After careful consideration, the Golden West Board has rejected the proposal as not being in the best interests of shareholders.
Golden West has to date received written commitments from shareholders representing 22.6% of the Company's shares supporting the decision to REJECT the offer.
Golden West also urges shareholders to vote in favour of the issue of new securities at the Company's upcoming Annual General Meeting, to be held on 29 November 2007, to assist with the fast track development of the Wiluna West Iron Ore Project.
Golden West is convinced the Fairstar offer is inadequate and provides no prospect of faster progress on the development of the Wiluna West iron ore project. As previously stated, Golden West believes the Fairstar offer:
- Undervalues your Company
- Will significantly dilute shareholders' interests in the Wiluna West Iron Ore Project
- Provides no access to any other substantial assets
- Fails to provide any increased technical and management capability within the combined entity
- Will not provide Golden West Shareholders with increased liquidity for their shares and
- Has no meaningful cost synergies.
Golden West shareholders would fully appreciate the progress the Company has achieved to date. Through the identification and exploration of the Wiluna West Iron Ore Project, Golden West has appreciated in market value capitalisation from $10 million to approximately $170 million.
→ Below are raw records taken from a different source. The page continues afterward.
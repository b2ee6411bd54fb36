//! Accessory runtime
//!
//! Two mutually exclusive phases, chosen from the key store:
//!
//! - **Provisioning**: no key yet. The provisioning service and the config
//!   advertisement are registered. Once a key is persisted the advertisement
//!   goes away, the service stays up for a grace period so the owner can read
//!   the final status, and then the runtime re-checks the store.
//! - **Beacon**: key present. The three fragments advertise until shutdown.
//!
//! Every registration is scoped to its phase and released on all exits.

use crate::crypto::KeyMaterial;
use crate::shutdown::{is_shutdown, wait_for_shutdown, ShutdownSignal};
use crate::store::{KeyStore, StoreError};
use crate::transport::abstraction::{
    GattCharacteristicObject, GattService, PeripheralRadio, RadioError,
};
use crate::transport::ble::beacon::FragmentBroadcaster;
use crate::transport::ble::constants::CONFIG_SERVICE_UUID;
use crate::transport::ble::receiver::ProvisioningCharacteristic;
use std::sync::Arc;
use std::time::Duration;
use thiserror::Error;
use tracing::info;

/// Default time the provisioning service outlives a successful write
pub const DEFAULT_PROVISIONING_GRACE: Duration = Duration::from_secs(300);

#[derive(Error, Debug)]
pub enum AccessoryError {
    #[error(transparent)]
    Store(#[from] StoreError),
    #[error(transparent)]
    Radio(#[from] RadioError),
}

#[derive(Debug, Clone, PartialEq, Eq)]
pub struct AccessoryConfig {
    pub provisioning_grace: Duration,
}

impl Default for AccessoryConfig {
    fn default() -> Self {
        Self {
            provisioning_grace: DEFAULT_PROVISIONING_GRACE,
        }
    }
}

impl AccessoryConfig {
    pub fn with_provisioning_grace(mut self, grace: Duration) -> Self {
        self.provisioning_grace = grace;
        self
    }
}

pub struct AccessoryRuntime {
    radio: Arc<dyn PeripheralRadio>,
    store: Arc<dyn KeyStore>,
    config: AccessoryConfig,
}

impl AccessoryRuntime {
    pub fn new(
        radio: Arc<dyn PeripheralRadio>,
        store: Arc<dyn KeyStore>,
        config: AccessoryConfig,
    ) -> Self {
        Self {
            radio,
            store,
            config,
        }
    }

    /// Run until shutdown
    pub async fn run(&self, mut shutdown: ShutdownSignal) -> Result<(), AccessoryError> {
        loop {
            if is_shutdown(&shutdown) {
                return Ok(());
            }
            match self.store.load()? {
                Some(key) => return self.beacon_phase(&key, &mut shutdown).await,
                None => {
                    if !self.provisioning_phase(&mut shutdown).await? {
                        return Ok(());
                    }
                }
            }
        }
    }

    /// Returns false when cancelled before the phase finished
    async fn provisioning_phase(
        &self,
        shutdown: &mut ShutdownSignal,
    ) -> Result<bool, AccessoryError> {
        let characteristic = ProvisioningCharacteristic::new(self.store.clone());
        let completed = characteristic.completion();
        let characteristic: Arc<dyn GattCharacteristicObject> = Arc::new(characteristic);

        let service = self
            .radio
            .register_service(GattService {
                uuid: CONFIG_SERVICE_UUID,
                primary: true,
                characteristics: vec![characteristic],
            })
            .await?;
        let mut advertiser = FragmentBroadcaster::config_mode();
        advertiser.start(self.radio.as_ref()).await?;
        info!("Waiting for provisioning");

        let cancelled = tokio::select! {
            _ = completed.notified() => false,
            _ = wait_for_shutdown(shutdown) => true,
        };
        advertiser.stop();
        if cancelled {
            service.release();
            return Ok(false);
        }

        info!(
            "Key provisioned, provisioning service stays up for {:?}",
            self.config.provisioning_grace
        );
        let cancelled = tokio::select! {
            _ = tokio::time::sleep(self.config.provisioning_grace) => false,
            _ = wait_for_shutdown(shutdown) => true,
        };
        service.release();
        Ok(!cancelled)
    }

    async fn beacon_phase(
        &self,
        key: &KeyMaterial,
        shutdown: &mut ShutdownSignal,
    ) -> Result<(), AccessoryError> {
        let mut broadcaster = FragmentBroadcaster::for_key(key);
        broadcaster.start(self.radio.as_ref()).await?;
        wait_for_shutdown(shutdown).await;
        broadcaster.stop();
        Ok(())
    }
}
The current resource drilling campaign has increased Golden West's Inferred Mineral Resource to 86.3 million tonnes at 60.1% Fe. Golden West believes there is still significant potential value to be identified at Wiluna West and expects to increase the company's Inferred Mineral Resource and transition to a significant iron ore producer.
With written committments from shareholders representing 22.6% of shares in Golden West indicating they will NOT ACCEPT the current bid from Fairstar, scrip-for-scrip capital gains tax rollover relief will not be available to Golden West Shareholders who accept this bid as the offer will fail to meet the 80% minimum acceptance threshold required for scrip-for-scrip capital gains tax roll over relief to be available.
The issues of corporate value and personal tax consequences have both encouraged the Board of Golden West to instruct shareholders at this early stage to REJECT the offer from Fairstar. The takeover bid by Fairstar has required Golden West to commit significant resources, both human and monetary, to responding to the bid, a significant potential distraction from the core activity of advancing the Wiluna West Project.
Golden West has progressed the development of the Wiluna West Project as rapidly as possible. Continuing the development schedule will require additional capital to accelerate drilling activities, commence feasibility studies and develop the Company's Project.
This development program is in the interests of all Shareholders and therefore Golden West urges all Shareholders to vote in favour of Resolution 3 to approve the issue of securities at the upcoming Annual General Meeting to be held at the Sheraton Perth Hotel on Thursday 29 November 2007.
Messrs Michael Wilson and Alan Rudd, Directors of Golden West Resources, have notified the Company of a material personal interest with respect to the takeover bid by Fairstar for Golden West and have not, and do not, participate in decisions by the Board with respect to the Fairstar bid, including this announcement.